The four main figures of chronophotography, Muybridge, Marey, Ottomar Anschütz, and Georges Demeny, for each of whom the claim ‘inventor of the cinema’ has been advanced, had widely divergent careers and attitudes towards their serial images. Although his extraordinary accomplishment in making sequences of twelve wet-plate images of Stanford's horses in various gaits was hailed in photographic journals worldwide after June 1878, Muybridge reinforced his reputation by lecturing on his work as early as a month later. He toured Europe in 1881-2, America in 1882-3, Europe again in 1889-92, and built an attraction at the Columbian Exposition in Chicago in 1893. In his lectures, Muybridge projected drawings carefully modelled on the phases of movement revealed by his series photographs on a device called the zoopraxiscope—a ‘magic lantern run mad’ according to the Illustrated London News—but his only photographic disc for the apparatus used posed individual images of the skeleton of a horse galloping.

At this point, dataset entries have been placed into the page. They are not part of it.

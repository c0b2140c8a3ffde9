//! Worker loop: pulls jobs, runs the pipeline and inference, records
//! outcomes on the document and in metrics.
//!
//! Per job: `received -> loading-images -> inferring -> persisting-result
//! -> (completed | failed)`. A job failure is recorded and the loop keeps
//! pulling; it never takes the process down. Each poll cycle starts with a
//! recovery sweep that requeues documents stuck in `processing` past the
//! configured timeout, so redelivered jobs can claim them again after a
//! worker dies mid-job.

use std::sync::Arc;
use std::time::{Duration, Instant};

use chrono::Utc;
use thiserror::Error;
use tracing::{debug, error, info, warn};

use crate::inference::{InferenceError, VlmClient};
use crate::metrics::JobMetrics;
use crate::pipeline::{self, PipelineError};
use crate::queue::{JobHandle, JobQueue, QueueError};
use crate::repository::{DocumentRepository, RepositoryError};
use crate::storage::FileStorage;

/// Errors that fail a single job. The worker records them and moves on.
#[derive(Debug, Error)]
pub enum JobError {
    #[error("failed to read stored file: {0}")]
    Io(#[from] std::io::Error),

    #[error(transparent)]
    Pipeline(#[from] PipelineError),

    #[error(transparent)]
    Inference(#[from] InferenceError),

    #[error(transparent)]
    Repository(#[from] RepositoryError),

    #[error("image loading task panicked")]
    LoadTaskPanicked,
}

/// Outcome of a single delivery, for tests and logging.
#[derive(Debug, PartialEq, Eq)]
pub enum JobOutcome {
    Completed,
    Failed,
    /// The document was not in `queued` state - a redelivered or stale job.
    Skipped,
}

/// Worker configuration.
#[derive(Debug, Clone)]
pub struct WorkerConfig {
    pub poll_interval: Duration,
    pub stale_processing_timeout: Duration,
    pub render_dpi: u32,
}

/// Long-lived worker pulling from the shared job queue.
pub struct Worker {
    repo: Arc<DocumentRepository>,
    storage: Arc<FileStorage>,
    queue: Arc<dyn JobQueue>,
    vlm: Arc<dyn VlmClient>,
    metrics: Arc<JobMetrics>,
    config: WorkerConfig,
}

impl Worker {
    pub fn new(
        repo: Arc<DocumentRepository>,
        storage: Arc<FileStorage>,
        queue: Arc<dyn JobQueue>,
        vlm: Arc<dyn VlmClient>,
        metrics: Arc<JobMetrics>,
        config: WorkerConfig,
    ) -> Self {
        Self {
            repo,
            storage,
            queue,
            vlm,
            metrics,
            config,
        }
    }

    /// Run forever, polling the queue.
    pub async fn run(&self) {
        info!(model = self.vlm.model_id(), "worker started");
        loop {
            match self.run_once().await {
                Ok(Some(_)) => {} // keep draining without sleeping
                Ok(None) => tokio::time::sleep(self.config.poll_interval).await,
                Err(e) => {
                    // Queue trouble is transient by assumption; back off.
                    warn!("queue poll failed: {e}");
                    tokio::time::sleep(self.config.poll_interval).await;
                }
            }
        }
    }

    /// One poll cycle: sweep stale documents, then process at most one job.
    pub async fn run_once(&self) -> Result<Option<JobOutcome>, QueueError> {
        self.sweep_stale();

        let Some(handle) = self.queue.claim_next().await? else {
            return Ok(None);
        };
        Ok(Some(self.handle_delivery(handle).await))
    }

    /// Requeue documents whose `processing` claim went stale.
    fn sweep_stale(&self) {
        let cutoff = Utc::now()
            - chrono::Duration::from_std(self.config.stale_processing_timeout)
                .unwrap_or_default();
        match self.repo.requeue_stale_processing(cutoff) {
            Ok(ids) if !ids.is_empty() => {
                warn!(?ids, "requeued stale processing documents");
            }
            Ok(_) => {}
            Err(e) => warn!("stale-processing sweep failed: {e}"),
        }
    }

    /// Process one delivered job and resolve its claim.
    async fn handle_delivery(&self, handle: JobHandle) -> JobOutcome {
        let document_id = handle.job.document_id;

        // Status-based guard: only a `queued` document may be claimed. A
        // redelivered job for a document that is already processing or
        // terminal resolves as a no-op.
        match self.repo.begin_processing(document_id) {
            Ok(true) => {}
            Ok(false) => {
                debug!(document_id, "skipping job: document not queued");
                if let Err(e) = self.queue.complete(handle).await {
                    warn!(document_id, "failed to resolve skipped job: {e}");
                }
                return JobOutcome::Skipped;
            }
            Err(e) => {
                warn!(document_id, "could not claim document: {e}");
                if let Err(e) = self.queue.fail(handle, &e.to_string(), true).await {
                    warn!(document_id, "failed to resolve job: {e}");
                }
                return JobOutcome::Failed;
            }
        }

        self.metrics.active_jobs.inc();
        let start = Instant::now();

        let result = self.process_job(&handle).await;

        let elapsed = start.elapsed();
        self.metrics.active_jobs.dec();
        self.metrics.processing_seconds.observe(elapsed.as_secs_f64());

        match result {
            Ok(()) => {
                self.metrics.jobs_completed.inc();
                info!(
                    document_id,
                    elapsed_ms = elapsed.as_millis() as u64,
                    "document processed"
                );
                if let Err(e) = self.queue.complete(handle).await {
                    warn!(document_id, "failed to resolve completed job: {e}");
                }
                JobOutcome::Completed
            }
            Err(e) => {
                self.metrics.jobs_failed.inc();
                // Recorded on the document, surfaced in logs; the loop
                // itself keeps running.
                error!(document_id, "processing failed: {e}");
                if let Err(e) = self.repo.mark_error(document_id) {
                    warn!(document_id, "failed to mark document error: {e}");
                }
                if let Err(e) = self.queue.fail(handle, &e.to_string(), false).await {
                    warn!(document_id, "failed to resolve failed job: {e}");
                }
                JobOutcome::Failed
            }
        }
    }

    /// Load images, run inference, persist the result.
    async fn process_job(&self, handle: &JobHandle) -> Result<(), JobError> {
        let job = &handle.job;

        let bytes = tokio::fs::read(&job.file_path).await?;

        // pdfium is CPU-bound and not async-safe; decode off the runtime.
        let filename = job.file_path.clone();
        let dpi = self.config.render_dpi;
        let frames = tokio::task::spawn_blocking(move || {
            pipeline::load_into_images(&bytes, &filename, dpi)
        })
        .await
        .map_err(|_| JobError::LoadTaskPanicked)??;

        debug!(
            document_id = job.document_id,
            frames = frames.len(),
            "running inference"
        );
        let text = self.vlm.generate(&frames, &job.prompt).await?;

        self.repo.set_result(job.document_id, &text)?;
        self.storage.write_result(job.document_id, &text)?;
        Ok(())
    }
}

#[cfg(test)]
mod tests {
    use super::*;
    use async_trait::async_trait;
    use image::DynamicImage;
    use std::io::Cursor;
    use std::sync::atomic::{AtomicUsize, Ordering};
    use tempfile::tempdir;

    use crate::models::DocumentStatus;
    use crate::queue::{NewJob, SqliteJobQueue};

    struct StubVlm {
        response: Result<String, String>,
        calls: AtomicUsize,
    }

    impl StubVlm {
        fn ok(payload: &str) -> Self {
            Self {
                response: Ok(payload.to_string()),
                calls: AtomicUsize::new(0),
            }
        }

        fn failing(detail: &str) -> Self {
            Self {
                response: Err(detail.to_string()),
                calls: AtomicUsize::new(0),
            }
        }
    }

    #[async_trait]
    impl VlmClient for StubVlm {
        fn model_id(&self) -> &str {
            "stub"
        }

        async fn generate(
            &self,
            _frames: &[DynamicImage],
            _prompt: &str,
        ) -> Result<String, InferenceError> {
            self.calls.fetch_add(1, Ordering::SeqCst);
            match &self.response {
                Ok(text) => Ok(text.clone()),
                Err(detail) => Err(InferenceError::Api {
                    status: 500,
                    detail: detail.clone(),
                }),
            }
        }
    }

    struct Fixture {
        repo: Arc<DocumentRepository>,
        storage: Arc<FileStorage>,
        queue: Arc<SqliteJobQueue>,
        metrics: Arc<JobMetrics>,
        _dir: tempfile::TempDir,
    }

    fn fixture() -> Fixture {
        let dir = tempdir().unwrap();
        let db_path = dir.path().join("test.db");
        Fixture {
            repo: Arc::new(DocumentRepository::new(&db_path).unwrap()),
            storage: Arc::new(FileStorage::new(dir.path()).unwrap()),
            queue: Arc::new(
                SqliteJobQueue::new(&db_path, Duration::from_secs(60)).unwrap(),
            ),
            metrics: Arc::new(JobMetrics::new().unwrap()),
            _dir: dir,
        }
    }

    fn worker(f: &Fixture, vlm: Arc<dyn VlmClient>) -> Worker {
        Worker::new(
            f.repo.clone(),
            f.storage.clone(),
            f.queue.clone(),
            vlm,
            f.metrics.clone(),
            WorkerConfig {
                poll_interval: Duration::from_millis(10),
                stale_processing_timeout: Duration::from_secs(1800),
                render_dpi: 300,
            },
        )
    }

    fn png_bytes() -> Vec<u8> {
        let img = image::RgbImage::from_pixel(4, 4, image::Rgb([1, 2, 3]));
        let mut buf = Vec::new();
        DynamicImage::ImageRgb8(img)
            .write_to(&mut Cursor::new(&mut buf), image::ImageFormat::Png)
            .unwrap();
        buf
    }

    /// Upload + enqueue a document the way the orchestrator would.
    async fn seed_job(f: &Fixture, filename: &str, bytes: &[u8], prompt: &str) -> i64 {
        let path = f.storage.save_upload(filename, bytes).unwrap();
        let doc = f.repo.create(filename).unwrap();
        f.queue
            .enqueue(NewJob {
                document_id: doc.id,
                file_path: path.display().to_string(),
                prompt: prompt.to_string(),
            })
            .await
            .unwrap();
        f.repo.mark_queued(doc.id).unwrap();
        doc.id
    }

    #[tokio::test]
    async fn successful_job_marks_done_and_materializes_result() {
        let f = fixture();
        let doc_id = seed_job(&f, "photo.png", &png_bytes(), "Extract OCR JSON").await;
        let w = worker(&f, Arc::new(StubVlm::ok("{\"text\":\"hello\"}")));

        let outcome = w.run_once().await.unwrap();
        assert_eq!(outcome, Some(JobOutcome::Completed));

        let doc = f.repo.get(doc_id).unwrap().unwrap();
        assert_eq!(doc.status, DocumentStatus::Done);
        assert_eq!(doc.result_json.as_deref(), Some("{\"text\":\"hello\"}"));

        let materialized = std::fs::read_to_string(f.storage.result_path(doc_id)).unwrap();
        assert_eq!(materialized, "{\"text\":\"hello\"}");

        assert_eq!(f.metrics.jobs_completed.get(), 1);
        assert_eq!(f.metrics.jobs_failed.get(), 0);
        assert_eq!(f.metrics.active_jobs.get(), 0);
    }

    #[tokio::test]
    async fn unsupported_format_marks_error() {
        let f = fixture();
        // BMP uploads are accepted and enqueued; the worker rejects them
        // at load time.
        let doc_id = seed_job(&f, "photo.bmp", b"BM not really", "Extract OCR JSON").await;
        let w = worker(&f, Arc::new(StubVlm::ok("unused")));

        let outcome = w.run_once().await.unwrap();
        assert_eq!(outcome, Some(JobOutcome::Failed));

        let doc = f.repo.get(doc_id).unwrap().unwrap();
        assert_eq!(doc.status, DocumentStatus::Error);
        assert!(doc.result_json.is_none());
        assert_eq!(f.metrics.jobs_failed.get(), 1);
        assert_eq!(f.metrics.active_jobs.get(), 0);
    }

    #[tokio::test]
    async fn inference_failure_marks_error_and_loop_continues() {
        let f = fixture();
        let first = seed_job(&f, "a.png", &png_bytes(), "p").await;
        let second = seed_job(&f, "b.png", &png_bytes(), "p").await;

        let failing = Arc::new(StubVlm::failing("CUDA out of memory"));
        let w = worker(&f, failing.clone());
        assert_eq!(w.run_once().await.unwrap(), Some(JobOutcome::Failed));
        assert_eq!(
            f.repo.get(first).unwrap().unwrap().status,
            DocumentStatus::Error
        );

        // The worker keeps pulling after a failure.
        assert_eq!(w.run_once().await.unwrap(), Some(JobOutcome::Failed));
        assert_eq!(
            f.repo.get(second).unwrap().unwrap().status,
            DocumentStatus::Error
        );
        assert_eq!(failing.calls.load(Ordering::SeqCst), 2);
        assert_eq!(f.metrics.jobs_failed.get(), 2);
    }

    #[tokio::test]
    async fn redelivery_for_done_document_is_a_noop() {
        let f = fixture();
        let doc_id = seed_job(&f, "photo.png", &png_bytes(), "p").await;
        let vlm = Arc::new(StubVlm::ok("{}"));
        let w = worker(&f, vlm.clone());

        assert_eq!(w.run_once().await.unwrap(), Some(JobOutcome::Completed));

        // Same job delivered again (at-least-once queue).
        f.queue
            .enqueue(NewJob {
                document_id: doc_id,
                file_path: f.storage.raw_path("photo.png").display().to_string(),
                prompt: "p".to_string(),
            })
            .await
            .unwrap();
        assert_eq!(w.run_once().await.unwrap(), Some(JobOutcome::Skipped));

        assert_eq!(vlm.calls.load(Ordering::SeqCst), 1);
        assert_eq!(f.metrics.jobs_completed.get(), 1);
    }

    #[tokio::test]
    async fn idle_queue_returns_none() {
        let f = fixture();
        let w = worker(&f, Arc::new(StubVlm::ok("{}")));
        assert_eq!(w.run_once().await.unwrap(), None);
    }
}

Both Muybridge's startling work and his relentless promotion of it inspired others to take up his expensive photographic methods.
Marey, who published extensively on aspects of movement, flight, and exercise, began using photographic methods for his research in 1882, at first fixing overlapping phases on a single plate and by 1888 using 1 metre (3 ft) strips of unperforated celluloid with separate, irregularly placed images. An unsurpassed analyst of human, animal, and bird locomotion, he had little interest in reproducing movement, although he sometimes fitted a photograph series into a zoetrope to check its reliability by reconstituting the original movement. Demeny, his assistant from 1882 to 1894, made major contributions to Marey's photographic experiments and envisioned wider applications of the stroboscopic reproduction of movement, particularly in devising a disc-based viewer called the Phonoscope in 1892 that served as either a peepshow or a simple projector. After they split up in 1894, Demeny established his own laboratory, where he improved Marey's camera, developed pioneering projection apparatus, and made short films. Anschütz, who started taking series of chronophotographs in 1885, produced a disc-based viewer the following year he called the ‘Schnellseher’, which used his photographs to reproduce natural movement as a public entertainment. Over the next decade, nine successive models were exhibited in Europe and North America, but an overambitious business plan ultimately collapsed just before Thomas Edison's Kinetoscope peepshow machine reached the public.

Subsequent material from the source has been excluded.